EXERCISE INSTRUCTIONS
Nothing is needed except the lines below that run from the one with "let path = match" through the one with "let toml_str = config.to_toml_string()?;", repeated exactly.

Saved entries
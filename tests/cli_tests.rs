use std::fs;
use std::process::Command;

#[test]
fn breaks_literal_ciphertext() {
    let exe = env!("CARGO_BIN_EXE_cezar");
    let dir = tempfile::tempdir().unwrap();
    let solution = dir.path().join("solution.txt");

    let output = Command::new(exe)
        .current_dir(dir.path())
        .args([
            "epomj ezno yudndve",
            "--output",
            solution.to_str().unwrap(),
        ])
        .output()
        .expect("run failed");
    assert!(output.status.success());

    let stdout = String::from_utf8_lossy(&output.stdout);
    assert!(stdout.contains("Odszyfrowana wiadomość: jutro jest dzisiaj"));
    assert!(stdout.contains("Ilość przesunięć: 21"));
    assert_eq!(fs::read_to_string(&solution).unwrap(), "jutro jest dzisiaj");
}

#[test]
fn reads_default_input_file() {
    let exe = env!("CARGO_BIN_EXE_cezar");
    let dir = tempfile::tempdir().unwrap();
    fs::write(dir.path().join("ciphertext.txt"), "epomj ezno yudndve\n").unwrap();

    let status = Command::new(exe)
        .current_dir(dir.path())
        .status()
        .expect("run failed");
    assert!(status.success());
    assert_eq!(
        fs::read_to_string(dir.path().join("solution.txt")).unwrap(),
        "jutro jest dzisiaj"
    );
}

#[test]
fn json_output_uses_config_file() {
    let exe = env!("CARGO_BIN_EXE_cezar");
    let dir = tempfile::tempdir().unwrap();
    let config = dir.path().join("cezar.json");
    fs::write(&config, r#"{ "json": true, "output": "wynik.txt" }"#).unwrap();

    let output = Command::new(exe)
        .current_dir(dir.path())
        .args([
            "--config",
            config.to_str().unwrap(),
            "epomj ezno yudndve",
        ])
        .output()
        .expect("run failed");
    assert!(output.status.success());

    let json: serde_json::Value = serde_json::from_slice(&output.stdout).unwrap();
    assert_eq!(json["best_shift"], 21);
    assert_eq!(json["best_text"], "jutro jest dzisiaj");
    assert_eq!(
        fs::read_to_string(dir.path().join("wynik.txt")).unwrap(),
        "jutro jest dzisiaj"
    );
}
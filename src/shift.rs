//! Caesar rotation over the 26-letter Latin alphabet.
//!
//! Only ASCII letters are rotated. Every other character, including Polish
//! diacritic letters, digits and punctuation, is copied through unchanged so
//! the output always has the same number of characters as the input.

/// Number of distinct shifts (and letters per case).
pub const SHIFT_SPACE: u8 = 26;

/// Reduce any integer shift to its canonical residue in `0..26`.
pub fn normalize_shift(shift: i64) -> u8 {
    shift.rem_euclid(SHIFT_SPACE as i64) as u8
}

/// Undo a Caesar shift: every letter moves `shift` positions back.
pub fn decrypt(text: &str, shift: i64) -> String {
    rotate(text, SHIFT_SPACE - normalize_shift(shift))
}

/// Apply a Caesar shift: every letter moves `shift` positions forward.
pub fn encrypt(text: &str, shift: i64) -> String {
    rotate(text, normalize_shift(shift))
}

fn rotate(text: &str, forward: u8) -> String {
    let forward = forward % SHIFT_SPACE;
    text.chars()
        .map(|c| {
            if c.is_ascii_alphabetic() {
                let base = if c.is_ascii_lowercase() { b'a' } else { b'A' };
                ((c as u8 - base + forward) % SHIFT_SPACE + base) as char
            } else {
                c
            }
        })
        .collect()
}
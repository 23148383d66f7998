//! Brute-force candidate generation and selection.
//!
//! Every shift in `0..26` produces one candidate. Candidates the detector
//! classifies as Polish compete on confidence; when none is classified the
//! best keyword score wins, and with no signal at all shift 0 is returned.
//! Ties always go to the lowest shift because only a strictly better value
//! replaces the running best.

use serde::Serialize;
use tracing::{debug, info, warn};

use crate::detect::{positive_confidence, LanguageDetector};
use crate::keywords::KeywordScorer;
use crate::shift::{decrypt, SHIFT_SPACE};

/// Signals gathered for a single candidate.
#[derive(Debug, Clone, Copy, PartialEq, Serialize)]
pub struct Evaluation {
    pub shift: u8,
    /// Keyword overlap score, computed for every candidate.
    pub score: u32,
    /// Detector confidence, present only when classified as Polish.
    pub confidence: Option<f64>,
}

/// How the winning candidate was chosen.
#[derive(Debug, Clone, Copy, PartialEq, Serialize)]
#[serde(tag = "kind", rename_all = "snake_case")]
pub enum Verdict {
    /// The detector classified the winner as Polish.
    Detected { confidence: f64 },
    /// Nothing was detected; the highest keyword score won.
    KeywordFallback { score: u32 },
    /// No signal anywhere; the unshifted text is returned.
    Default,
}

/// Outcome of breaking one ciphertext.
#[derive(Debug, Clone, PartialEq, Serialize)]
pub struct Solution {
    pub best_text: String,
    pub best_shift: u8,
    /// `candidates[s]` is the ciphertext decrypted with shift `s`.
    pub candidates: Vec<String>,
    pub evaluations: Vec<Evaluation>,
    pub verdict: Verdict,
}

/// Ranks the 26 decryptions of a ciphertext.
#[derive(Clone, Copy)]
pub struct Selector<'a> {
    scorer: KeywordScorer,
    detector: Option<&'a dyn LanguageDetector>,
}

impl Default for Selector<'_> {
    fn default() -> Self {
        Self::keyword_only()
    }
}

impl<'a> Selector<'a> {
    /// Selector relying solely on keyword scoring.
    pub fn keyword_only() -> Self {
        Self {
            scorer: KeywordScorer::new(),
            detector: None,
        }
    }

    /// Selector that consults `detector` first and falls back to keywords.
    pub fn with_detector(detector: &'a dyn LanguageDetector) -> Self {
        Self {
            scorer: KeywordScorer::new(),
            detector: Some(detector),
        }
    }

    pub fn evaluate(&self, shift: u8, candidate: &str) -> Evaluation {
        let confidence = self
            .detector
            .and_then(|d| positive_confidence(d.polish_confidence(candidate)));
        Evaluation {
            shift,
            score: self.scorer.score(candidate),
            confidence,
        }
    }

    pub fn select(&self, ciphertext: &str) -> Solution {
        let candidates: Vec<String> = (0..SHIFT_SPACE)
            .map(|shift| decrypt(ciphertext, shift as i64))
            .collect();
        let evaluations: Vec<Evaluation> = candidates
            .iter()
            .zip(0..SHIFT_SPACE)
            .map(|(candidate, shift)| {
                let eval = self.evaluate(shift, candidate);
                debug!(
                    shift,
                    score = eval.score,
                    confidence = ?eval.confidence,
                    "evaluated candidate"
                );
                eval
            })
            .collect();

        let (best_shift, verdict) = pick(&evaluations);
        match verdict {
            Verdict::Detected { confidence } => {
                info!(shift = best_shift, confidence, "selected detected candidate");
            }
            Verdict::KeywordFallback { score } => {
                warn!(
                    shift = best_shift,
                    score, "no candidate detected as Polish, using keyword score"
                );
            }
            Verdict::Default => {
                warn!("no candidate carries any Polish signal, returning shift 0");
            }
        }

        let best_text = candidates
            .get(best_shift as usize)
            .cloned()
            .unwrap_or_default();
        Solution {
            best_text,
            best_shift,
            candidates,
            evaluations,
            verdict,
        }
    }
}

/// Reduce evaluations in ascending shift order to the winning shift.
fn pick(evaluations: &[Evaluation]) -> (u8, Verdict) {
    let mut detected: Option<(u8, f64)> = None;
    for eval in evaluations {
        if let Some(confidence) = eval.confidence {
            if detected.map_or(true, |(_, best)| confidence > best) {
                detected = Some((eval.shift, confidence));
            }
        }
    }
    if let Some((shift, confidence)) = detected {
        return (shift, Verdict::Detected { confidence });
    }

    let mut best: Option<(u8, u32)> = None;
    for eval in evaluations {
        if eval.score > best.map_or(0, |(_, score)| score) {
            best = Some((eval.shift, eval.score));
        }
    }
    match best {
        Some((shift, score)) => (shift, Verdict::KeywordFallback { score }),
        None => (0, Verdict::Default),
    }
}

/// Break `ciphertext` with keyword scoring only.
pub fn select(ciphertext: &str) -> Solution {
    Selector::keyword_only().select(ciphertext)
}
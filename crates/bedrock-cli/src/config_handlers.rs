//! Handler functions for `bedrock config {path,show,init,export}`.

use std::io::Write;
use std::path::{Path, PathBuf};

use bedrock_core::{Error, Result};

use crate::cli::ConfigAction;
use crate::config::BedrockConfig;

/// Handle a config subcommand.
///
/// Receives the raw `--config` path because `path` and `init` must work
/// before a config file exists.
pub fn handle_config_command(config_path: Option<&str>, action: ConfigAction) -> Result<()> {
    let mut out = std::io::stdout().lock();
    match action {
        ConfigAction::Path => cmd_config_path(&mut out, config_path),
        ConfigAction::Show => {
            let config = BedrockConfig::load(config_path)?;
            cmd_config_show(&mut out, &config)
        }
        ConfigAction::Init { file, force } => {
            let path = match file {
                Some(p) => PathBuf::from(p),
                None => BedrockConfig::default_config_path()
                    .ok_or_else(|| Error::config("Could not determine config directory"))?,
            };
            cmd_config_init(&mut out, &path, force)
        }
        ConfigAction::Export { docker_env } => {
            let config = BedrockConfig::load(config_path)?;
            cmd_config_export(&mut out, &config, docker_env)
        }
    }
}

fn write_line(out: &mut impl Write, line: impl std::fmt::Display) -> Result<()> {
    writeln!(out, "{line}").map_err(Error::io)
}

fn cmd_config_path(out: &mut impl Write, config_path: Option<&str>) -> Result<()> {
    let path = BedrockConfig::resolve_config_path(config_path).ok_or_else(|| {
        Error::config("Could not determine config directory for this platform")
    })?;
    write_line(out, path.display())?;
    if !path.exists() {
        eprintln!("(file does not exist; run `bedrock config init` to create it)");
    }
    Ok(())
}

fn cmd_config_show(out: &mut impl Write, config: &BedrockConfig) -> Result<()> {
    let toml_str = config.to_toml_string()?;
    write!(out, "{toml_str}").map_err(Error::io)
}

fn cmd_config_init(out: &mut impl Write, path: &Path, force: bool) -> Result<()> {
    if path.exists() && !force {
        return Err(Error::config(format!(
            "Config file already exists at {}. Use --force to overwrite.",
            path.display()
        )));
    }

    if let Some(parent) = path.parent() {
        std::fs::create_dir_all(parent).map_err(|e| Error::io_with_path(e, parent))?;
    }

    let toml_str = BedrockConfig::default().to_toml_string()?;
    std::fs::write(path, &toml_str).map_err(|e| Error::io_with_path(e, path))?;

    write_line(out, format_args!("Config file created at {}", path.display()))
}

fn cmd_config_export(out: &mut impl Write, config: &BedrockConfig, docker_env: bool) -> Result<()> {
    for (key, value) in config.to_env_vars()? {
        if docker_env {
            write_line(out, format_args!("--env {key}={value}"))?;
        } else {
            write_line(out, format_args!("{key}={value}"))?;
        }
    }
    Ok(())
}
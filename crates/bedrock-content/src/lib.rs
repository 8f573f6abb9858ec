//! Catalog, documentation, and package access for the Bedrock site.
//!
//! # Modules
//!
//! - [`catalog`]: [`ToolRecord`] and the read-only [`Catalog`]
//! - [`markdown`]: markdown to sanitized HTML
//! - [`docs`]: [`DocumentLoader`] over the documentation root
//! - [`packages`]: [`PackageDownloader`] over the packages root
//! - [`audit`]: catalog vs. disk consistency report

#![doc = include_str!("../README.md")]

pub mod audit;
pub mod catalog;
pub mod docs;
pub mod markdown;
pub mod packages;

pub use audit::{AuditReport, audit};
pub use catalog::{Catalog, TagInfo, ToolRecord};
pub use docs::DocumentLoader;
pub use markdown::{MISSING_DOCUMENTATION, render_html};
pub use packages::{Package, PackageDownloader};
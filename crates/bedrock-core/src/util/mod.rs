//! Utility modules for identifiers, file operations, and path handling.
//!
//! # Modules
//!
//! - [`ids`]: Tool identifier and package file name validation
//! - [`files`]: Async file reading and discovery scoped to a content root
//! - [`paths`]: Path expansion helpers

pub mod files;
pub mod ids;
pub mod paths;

EXPECTED ANSWER
            let path = match file {
                Some(p) => PathBuf::from(p),
                None => BedrockConfig::default_config_path()
                    .ok_or_else(|| Error::config("Could not determine config directory"))?,
            };
            cmd_config_init(&mut out, &path, force)
        }
        ConfigAction::Export { docker_env } => {
            let config = BedrockConfig::load(config_path)?;
            cmd_config_export(&mut out, &config, docker_env)
        }
    }
}

fn write_line(out: &mut impl Write, line: impl std::fmt::Display) -> Result<()> {
    writeln!(out, "{line}").map_err(Error::io)
}

fn cmd_config_path(out: &mut impl Write, config_path: Option<&str>) -> Result<()> {
    let path = BedrockConfig::resolve_config_path(config_path).ok_or_else(|| {
        Error::config("Could not determine config directory for this platform")
    })?;
    write_line(out, path.display())?;
    if !path.exists() {
        eprintln!("(file does not exist; run `bedrock config init` to create it)");
    }
    Ok(())
}

fn cmd_config_show(out: &mut impl Write, config: &BedrockConfig) -> Result<()> {
    let toml_str = config.to_toml_string()?;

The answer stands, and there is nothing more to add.